STEPHEN LEWIS explores the sound of silence at York University's new music research centre.

I'D NEVER truly heard the sound of silence before - and let me tell you, it's an eerie experience. Deep beneath the magnificent concert hall at York University's new £2.5m music research centre is a state-of-the-art recording studio.

It's one of those carpeted, insulated, air-conditioned and artificially-lit spaces that seem far away from daylight and everyday life. Through a large, clear window you can look through to the adjoining performance space that seems equally cut off from the world above. I'm reminded of that slogan from the film Alien: 'In space, no one can hear you scream'.

The moment Dr Tony Myatt, director of the new music research centre, closes the door, the sense of oppression increases. The only sound is the faint whisper of the air-conditioning. Then Tony kills that too and asks me to listen.

I can just detect, from somewhere, a faint, high-pitched hum, that seems not to be there at all, somehow, and yet all around me at the same time. The longer I listen, the louder it seems to get. And there's another sound, too: a low, whispering rumble, almost undetectable.

It is, Tony tells me, the sound of silence. I raise a sceptical eyebrow.

"That high sound is your own nervous system," he explains, "and the low rumble is your blood. You are very rarely ever in a situation where there is no other sound in your environment. What you're hearing now is purely internal sound."

It is an achingly lonely thought, but I don't let it distract me for too long. The recording studio is wonderfully impressive, made to exacting standards and incorporating state-of-the-art digital sound systems. The adjoining performance space, where artists will come to sing or play the music to be recorded, is equally up-to-the-mark: lined floor-to-ceiling with adjustable acoustic panels that allow you to alter the acoustics in whatever way you want.

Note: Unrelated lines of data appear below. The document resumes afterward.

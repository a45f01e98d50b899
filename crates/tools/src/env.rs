//! Environment-driven entry points.
//!
//! Each call re-reads `ALLOWED_TARGETS`, `SENSITIVE_KEYS` and
//! `DEFENSELAB_SCAN_POLICY`, so changes to the environment apply on the
//! next call. No config file is consulted.

use std::collections::BTreeSet;

use defenselab_config::LabConfig;
use defenselab_core::record::Record;
use defenselab_core::report::render;
use defenselab_security::{Redactor, TargetAllowlist};

use crate::scanner::scan;
use crate::vuln_test::test_api;

/// `false` when `ALLOWED_TARGETS` is unset or empty; otherwise exact
/// membership in its trimmed entries.
pub fn is_allowed_target(target: &str) -> bool {
    TargetAllowlist::from_env().is_allowed(target)
}

/// `ALLOWED_TARGETS` entries plus `127.0.0.1`, `localhost` and `::1`.
pub fn get_allowed_targets() -> BTreeSet<String> {
    TargetAllowlist::from_env().scan_targets()
}

pub fn redact_sensitive(data: &Record) -> Record {
    Redactor::from_env().redact(data)
}

pub fn stub_scan_network(target: &str) -> Record {
    let config = LabConfig::from_env();
    let allowlist = TargetAllowlist::from_config(&config);
    render(&scan(target, &allowlist, config.scan_policy))
}

/// The credential only needs to be present; prompts are only counted.
pub fn mock_test_api_vulnerabilities<S: AsRef<str>>(
    url: &str,
    api_key: Option<&str>,
    prompts: &[S],
) -> Record {
    render(&test_api(url, api_key, prompts))
}
//! Security module for DefenseLab: target allowlists, redaction, and audit logging.
//!
//! Provides:
//! - **Allowlists**: Target membership checks and the scan gate
//! - **Redaction**: Removal of sensitive keys from records
//! - **Audit logging**: Structured record of every gated decision

pub mod allowlist;
pub mod audit;
pub mod redact;

pub use allowlist::{TargetAllowlist, TargetCheckResult};
pub use audit::{AuditEntry, AuditEvent, AuditLogger, AuditOutcome, AuditSink, TracingSink};
pub use redact::Redactor;
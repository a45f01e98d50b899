//! # DefenseLab Core
//!
//! Domain types, traits, and error definitions for the DefenseLab policy
//! and mock layer. Every other crate in the workspace depends inward on
//! this one.
//!
//! - [`Record`]: the ordered string-keyed mapping every operation returns
//! - [`ScanReport`] / [`VulnerabilityReport`]: the literal mock results
//! - [`Tool`] / [`ToolRegistry`]: the seam used to expose mocks as tools

pub mod error;
pub mod record;
pub mod report;
pub mod tool;

// Re-export key types at crate root for ergonomics
pub use error::{LabError, ToolError};
pub use record::Record;
pub use report::{render, ScanReport, VulnerabilityReport};
pub use tool::{Tool, ToolCall, ToolRegistry, ToolResult};
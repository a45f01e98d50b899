//! Target allowlists: which hosts the lab may "scan".
//!
//! Entries are matched exactly and case-sensitively. There is no wildcard,
//! suffix, or CIDR matching.

use std::collections::BTreeSet;

use defenselab_config::{LabConfig, TargetPolicy, SAFE_DEFAULT_TARGETS};

/// Result of checking a target against the allowlist.
#[derive(Debug, Clone, PartialEq)]
pub enum TargetCheckResult {
    /// Target is allowed
    Allowed,
    /// Target is denied
    Denied { target: String, reason: String },
    /// No allowlist configured under the strict policy (deny by default)
    NoConfig,
}

impl TargetCheckResult {
    pub fn is_allowed(&self) -> bool {
        matches!(self, Self::Allowed)
    }
}

/// Configured targets plus the loopback safe defaults.
///
/// The safe set always contains `SAFE_DEFAULT_TARGETS`; extra entries can
/// only add to it.
#[derive(Debug, Clone, PartialEq)]
pub struct TargetAllowlist {
    allowed: BTreeSet<String>,
    safe_defaults: BTreeSet<String>,
}

impl TargetAllowlist {
    /// Build from raw entries. Entries are trimmed and blanks dropped.
    pub fn new<A>(allowed: A) -> Self
    where
        A: IntoIterator,
        A::Item: AsRef<str>,
    {
        Self {
            allowed: normalize(allowed),
            safe_defaults: normalize(SAFE_DEFAULT_TARGETS),
        }
    }

    /// Add targets to the safe set on top of the fixed loopback defaults.
    pub fn with_safe_targets<S>(mut self, extra: S) -> Self
    where
        S: IntoIterator,
        S::Item: AsRef<str>,
    {
        self.safe_defaults.extend(normalize(extra));
        self
    }

    pub fn from_config(config: &LabConfig) -> Self {
        Self::new(&config.allowed_targets).with_safe_targets(&config.extra_safe_targets)
    }

    /// Snapshot of the allowlist as the environment defines it right now.
    pub fn from_env() -> Self {
        Self::from_config(&LabConfig::from_env())
    }

    /// True when no target is explicitly allowed.
    pub fn is_empty(&self) -> bool {
        self.allowed.is_empty()
    }

    /// Strict membership: only explicitly allowed targets pass.
    ///
    /// An empty allowlist denies everything, including loopback.
    pub fn is_allowed(&self, target: &str) -> bool {
        self.allowed.contains(target)
    }

    /// Every target the scanner accepts under `TargetPolicy::SafeDefaults`.
    pub fn scan_targets(&self) -> BTreeSet<String> {
        self.allowed.union(&self.safe_defaults).cloned().collect()
    }

    /// Check a scan target under the given policy.
    ///
    /// Rules:
    /// - Explicitly allowed targets always pass
    /// - `SafeDefaults` additionally admits the safe default targets
    /// - `Strict` with an empty allowlist → `NoConfig` (deny by default)
    pub fn check(&self, target: &str, policy: TargetPolicy) -> TargetCheckResult {
        if self.allowed.contains(target) {
            return TargetCheckResult::Allowed;
        }

        match policy {
            TargetPolicy::SafeDefaults if self.safe_defaults.contains(target) => {
                TargetCheckResult::Allowed
            }
            TargetPolicy::Strict if self.allowed.is_empty() => TargetCheckResult::NoConfig,
            _ => TargetCheckResult::Denied {
                target: target.into(),
                reason: format!(
                    "Target '{}' not in allowlist ({} targets configured)",
                    target,
                    self.allowed.len()
                ),
            },
        }
    }
}

impl Default for TargetAllowlist {
    fn default() -> Self {
        Self::new(std::iter::empty::<&str>())
    }
}

fn normalize<I>(entries: I) -> BTreeSet<String>
where
    I: IntoIterator,
    I::Item: AsRef<str>,
{
    entries
        .into_iter()
        .map(|e| e.as_ref().trim().to_string())
        .filter(|e| !e.is_empty())
        .collect()
}

#[cfg(test)]
mod tests {
    use super::*;

    fn allowlist(entries: &[&str]) -> TargetAllowlist {
        TargetAllowlist::new(entries)
    }

    fn fixed_defaults() -> BTreeSet<String> {
        SAFE_DEFAULT_TARGETS.into_iter().map(String::from).collect()
    }

    #[test]
    fn exact_match_allowed() {
        let list = allowlist(&["127.0.0.1", "localhost"]);
        assert!(list.is_allowed("127.0.0.1"));
        assert!(list.is_allowed("localhost"));
        assert!(!list.is_allowed("malicious.com"));
    }

    #[test]
    fn entries_are_trimmed_but_matching_is_exact() {
        let list = allowlist(&["  scanme.lab ", "", " "]);
        assert!(list.is_allowed("scanme.lab"));
        assert!(!list.is_allowed("SCANME.LAB"));
        assert!(!list.is_allowed("sub.scanme.lab"));
        assert_eq!(list.scan_targets().len(), 4);
    }

    #[test]
    fn empty_allowlist_denies_all() {
        let list = allowlist(&[]);
        assert!(list.is_empty());
        assert!(!list.is_allowed("127.0.0.1"));
        assert!(!list.is_allowed("localhost"));
    }

    #[test]
    fn scan_targets_always_include_safe_defaults() {
        let empty = allowlist(&[]);
        let expected: BTreeSet<String> = ["127.0.0.1", "localhost", "::1"]
            .into_iter()
            .map(String::from)
            .collect();
        assert_eq!(empty.scan_targets(), expected);

        let list = allowlist(&["10.0.0.5", "localhost"]);
        let targets = list.scan_targets();
        assert_eq!(targets.len(), 4);
        assert!(targets.contains("10.0.0.5"));
        assert!(targets.contains("::1"));
    }

    #[test]
    fn safe_defaults_policy_admits_loopback() {
        let list = allowlist(&[]);
        assert_eq!(
            list.check("127.0.0.1", TargetPolicy::SafeDefaults),
            TargetCheckResult::Allowed
        );
        assert_eq!(
            list.check("::1", TargetPolicy::SafeDefaults),
            TargetCheckResult::Allowed
        );
    }

    #[test]
    fn strict_policy_without_config_is_no_config() {
        let list = allowlist(&[]);
        assert_eq!(
            list.check("127.0.0.1", TargetPolicy::Strict),
            TargetCheckResult::NoConfig
        );
    }

    #[test]
    fn strict_policy_ignores_safe_defaults() {
        let list = allowlist(&["10.0.0.5"]);
        assert!(list.check("10.0.0.5", TargetPolicy::Strict).is_allowed());
        match list.check("localhost", TargetPolicy::Strict) {
            TargetCheckResult::Denied { target, reason } => {
                assert_eq!(target, "localhost");
                assert!(reason.contains("1 targets configured"));
            }
            other => panic!("Expected denied, got {other:?}"),
        }
    }

    #[test]
    fn unknown_target_denied_under_either_policy() {
        let list = allowlist(&["10.0.0.5"]);
        for policy in [TargetPolicy::Strict, TargetPolicy::SafeDefaults] {
            let result = list.check("malicious.com", policy);
            assert!(!result.is_allowed());
            assert!(matches!(result, TargetCheckResult::Denied { .. }));
        }
    }

    #[test]
    fn from_config_uses_both_lists() {
        let config = LabConfig {
            allowed_targets: vec!["scanme.lab".into()],
            extra_safe_targets: vec!["192.168.56.10".into()],
            ..LabConfig::default()
        };
        let list = TargetAllowlist::from_config(&config);
        assert!(list.is_allowed("scanme.lab"));
        assert!(!list.is_allowed("192.168.56.10"));
        assert!(list.check("192.168.56.10", TargetPolicy::SafeDefaults).is_allowed());
        assert_eq!(list.scan_targets().len(), 5);
    }

    #[test]
    fn extra_safe_targets_never_drop_fixed_defaults() {
        let subset = LabConfig {
            extra_safe_targets: vec!["127.0.0.1".into()],
            ..LabConfig::default()
        };
        assert_eq!(TargetAllowlist::from_config(&subset).scan_targets(), fixed_defaults());

        let strict_empty = LabConfig {
            extra_safe_targets: vec![],
            scan_policy: TargetPolicy::Strict,
            ..LabConfig::default()
        };
        assert_eq!(
            TargetAllowlist::from_config(&strict_empty).scan_targets(),
            fixed_defaults()
        );

        assert_eq!(TargetAllowlist::default().scan_targets(), fixed_defaults());
    }
}
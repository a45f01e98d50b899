//! `Record`: the flat, string-keyed mapping passed in and out of the lab.
//!
//! Backed by `serde_json::Map` with `preserve_order`, so iteration follows
//! insertion order while equality compares keys and values only.

use serde_json::Value;

/// An insertion-ordered `String -> Value` mapping.
pub type Record = serde_json::Map<String, Value>;

/// Build a record from key/value pairs, keeping their order.
pub fn from_pairs<K, V, I>(pairs: I) -> Record
where
    K: Into<String>,
    V: Into<Value>,
    I: IntoIterator<Item = (K, V)>,
{
    pairs
        .into_iter()
        .map(|(k, v)| (k.into(), v.into()))
        .collect()
}

/// The single-entry `{"error": message}` shape.
pub fn error_record(message: impl Into<String>) -> Record {
    let mut record = Record::new();
    record.insert("error".into(), Value::String(message.into()));
    record
}
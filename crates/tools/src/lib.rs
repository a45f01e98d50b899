//! Mock lab operations for DefenseLab.
//!
//! - [`scanner`]: allowlist-gated mock network scan
//! - [`vuln_test`]: credential-gated mock API vulnerability test
//! - [`lab`]: [`DefenseLab`], all operations over one configuration snapshot
//! - [`env`]: the same operations reading the environment on every call
//!
//! Nothing here touches the network. Every successful scan or test returns
//! a fixed literal result.

pub mod env;
pub mod lab;
pub mod scanner;

use defenselab_config::LabConfig;
use defenselab_core::tool::ToolRegistry;
use defenselab_security::TargetAllowlist;

pub use lab::DefenseLab;
pub use scanner::{scan, NetworkScanTool};
pub use vuln_test::{test_api, ApiVulnTestTool};

/// Create a tool registry with both mock tools, gated by `config`.
pub fn default_registry(config: &LabConfig) -> ToolRegistry {
    let mut registry = ToolRegistry::new();
    registry.register(Box::new(NetworkScanTool::new(
        TargetAllowlist::from_config(config),
        config.scan_policy,
    )));
    registry.register(Box::new(ApiVulnTestTool));
    registry
}
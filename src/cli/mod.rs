//! Command line interface for crx_packager.
//!
//! Parses arguments, loads the configuration file and drives the packaging
//! pipeline with colored progress output.

mod args;
pub mod commands;
mod output;

pub use args::{Args, Command, OverrideArgs, RuntimeConfig};
pub use commands::execute_command;
pub use output::OutputManager;

use crate::error::Result;

/// Main CLI entry point
pub async fn run() -> Result<i32> {
    let args = Args::parse_args();
    execute_command(args).await
}
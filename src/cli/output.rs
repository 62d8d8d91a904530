//! Colored terminal output for packaging runs

use std::io::Write;
use termcolor::{BufferWriter, Color, ColorChoice, ColorSpec, WriteColor};

/// Output manager for consistent colored terminal output
#[derive(Debug)]
pub struct OutputManager {
    bufwtr: BufferWriter,
    verbose: bool,
    quiet: bool,
}

impl Clone for OutputManager {
    fn clone(&self) -> Self {
        Self {
            bufwtr: BufferWriter::stdout(ColorChoice::Auto),
            verbose: self.verbose,
            quiet: self.quiet,
        }
    }
}

impl OutputManager {
    /// Create a new output manager
    pub fn new(verbose: bool, quiet: bool) -> Self {
        Self {
            bufwtr: BufferWriter::stdout(ColorChoice::Auto),
            verbose,
            quiet,
        }
    }

    fn marked(&self, mark: &str, spec: &ColorSpec, message: &str) -> std::io::Result<()> {
        if self.quiet {
            return Ok(());
        }

        let mut buffer = self.bufwtr.buffer();
        let _ = buffer.set_color(spec);
        let _ = write!(&mut buffer, "{mark}");
        let _ = buffer.reset();
        let _ = writeln!(&mut buffer, " {message}");
        self.bufwtr.print(&buffer)
    }

    /// Print a success message
    pub fn success(&self, message: &str) -> std::io::Result<()> {
        self.marked(
            "✓",
            ColorSpec::new().set_fg(Some(Color::Green)).set_bold(true),
            message,
        )
    }

    /// Print a warning message
    pub fn warn(&self, message: &str) -> std::io::Result<()> {
        self.marked(
            "⚠",
            ColorSpec::new().set_fg(Some(Color::Yellow)).set_bold(true),
            message,
        )
    }

    /// Print an error message to stderr (always shown)
    pub fn error(&self, message: &str) {
        let bufwtr = BufferWriter::stderr(ColorChoice::Auto);
        let mut buffer = bufwtr.buffer();

        if buffer
            .set_color(ColorSpec::new().set_fg(Some(Color::Red)).set_bold(true))
            .is_err()
            || write!(&mut buffer, "✗").is_err()
            || buffer.reset().is_err()
            || writeln!(&mut buffer, " {message}").is_err()
            || bufwtr.print(&buffer).is_err()
        {
            println!("[STDERR ERROR] ✗ {message}");
        }
    }

    /// Print a verbose message (only in verbose mode)
    pub fn verbose(&self, message: &str) -> std::io::Result<()> {
        if !self.verbose {
            return Ok(());
        }
        self.marked("→", ColorSpec::new().set_fg(Some(Color::Blue)), message)
    }

    /// Print a section header
    pub fn section(&self, title: &str) -> std::io::Result<()> {
        if self.quiet {
            return Ok(());
        }

        let mut buffer = self.bufwtr.buffer();
        let _ = buffer.set_color(ColorSpec::new().set_fg(Some(Color::Cyan)).set_bold(true));
        let _ = writeln!(&mut buffer, "═══ {title} ═══");
        let _ = buffer.reset();
        self.bufwtr.print(&buffer)
    }

    /// Print indented text (for sub-items)
    pub fn indent(&self, message: &str) -> std::io::Result<()> {
        if self.quiet {
            return Ok(());
        }

        let mut buffer = self.bufwtr.buffer();
        let _ = writeln!(&mut buffer, "    {message}");
        self.bufwtr.print(&buffer)
    }

    /// Print a plain message (respects quiet mode)
    pub fn println(&self, message: &str) -> std::io::Result<()> {
        if self.quiet {
            return Ok(());
        }

        let mut buffer = self.bufwtr.buffer();
        let _ = writeln!(&mut buffer, "{message}");
        self.bufwtr.print(&buffer)
    }

    /// Check if verbose mode is enabled
    pub fn is_verbose(&self) -> bool {
        self.verbose
    }

    /// Check if quiet mode is enabled
    pub fn is_quiet(&self) -> bool {
        self.quiet
    }
}
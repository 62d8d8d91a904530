//! Best-effort removal of the build directory after packing.

use crate::packager::settings::Settings;
use crate::packager::utils::fs::{self, DeleteGuard};

/// Removes the build directory when `clean` is enabled.
///
/// Failures are logged and swallowed. Returns whether the directory was
/// removed.
pub async fn clean_build_dir(settings: &Settings) -> bool {
    let build_dir = &settings.paths().build_dir;

    if !settings.clean() {
        log::debug!("Keeping build directory {}", build_dir.display());
        return false;
    }

    log::info!("Cleaning tmp dir [{}]..", build_dir.display());
    let guard = DeleteGuard::new(settings.base_dir(), settings.force());
    match fs::remove_dir_all(build_dir, guard).await {
        Ok(removed) => removed,
        Err(e) => {
            log::warn!("Failed to clean build directory: {e}");
            false
        }
    }
}
//! Path resolution for the packaging pipeline.
//!
//! Filesystem APIs get plain absolute paths. Paths that end up on a command
//! line are additionally rendered for the current shell family: Windows
//! shells need double quotes around paths that may contain spaces.

use crate::packager::error::{ErrorExt, Result};
use path_absolutize::Absolutize;
use std::path::{Path, PathBuf};

/// Shell family that determines how command line arguments are rendered.
#[derive(Clone, Copy, Debug, Eq, PartialEq)]
pub enum ShellFamily {
    /// `cmd.exe` and friends; paths are wrapped in double quotes.
    Windows,
    /// POSIX shells; paths are rendered unquoted.
    Posix,
}

impl ShellFamily {
    /// Shell family of the platform this binary was built for.
    pub fn current() -> Self {
        if cfg!(windows) {
            ShellFamily::Windows
        } else {
            ShellFamily::Posix
        }
    }
}

/// Resolves `path` to a normalized absolute path, relative paths being taken
/// from `base`.
///
/// The path does not need to exist. `.` and `..` components are folded.
pub fn resolve(path: &Path, base: &Path) -> Result<PathBuf> {
    Ok(path
        .absolutize_from(base)
        .fs_context("resolving path", path)?
        .into_owned())
}

/// Renders an already absolute path as a command line argument.
pub fn quote_for_shell(path: &Path, shell: ShellFamily) -> String {
    let rendered = path.display().to_string();
    match shell {
        ShellFamily::Windows => format!("\"{rendered}\""),
        ShellFamily::Posix => rendered,
    }
}

/// Appends `suffix` to the final component of `path`.
///
/// Unlike [`Path::with_extension`] this keeps any dot already present in the
/// directory name: `build/my.ext` becomes `build/my.ext.crx`.
pub fn with_suffix(path: &Path, suffix: &str) -> PathBuf {
    let mut raw = path.as_os_str().to_os_string();
    raw.push(".");
    raw.push(suffix);
    PathBuf::from(raw)
}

The two rooms are part of an underground suite of recording, composing, and music research rooms which, along with the new auditorium above, make this the most advanced research centre of its kind in the country.

The composing room is almost like an art-gallery in its stark simplicity: a single spotlit flatscreen computer resting on a desk in a room that's otherwise almost dark.

The computer, Tony explains, is revolutionising composition the way the word processor did writing. In this quiet room, musicians can compose without ever needing to go near a musical instrument.

A little further down the corridor, he leads me into what he calls the 'engine room' of the whole building.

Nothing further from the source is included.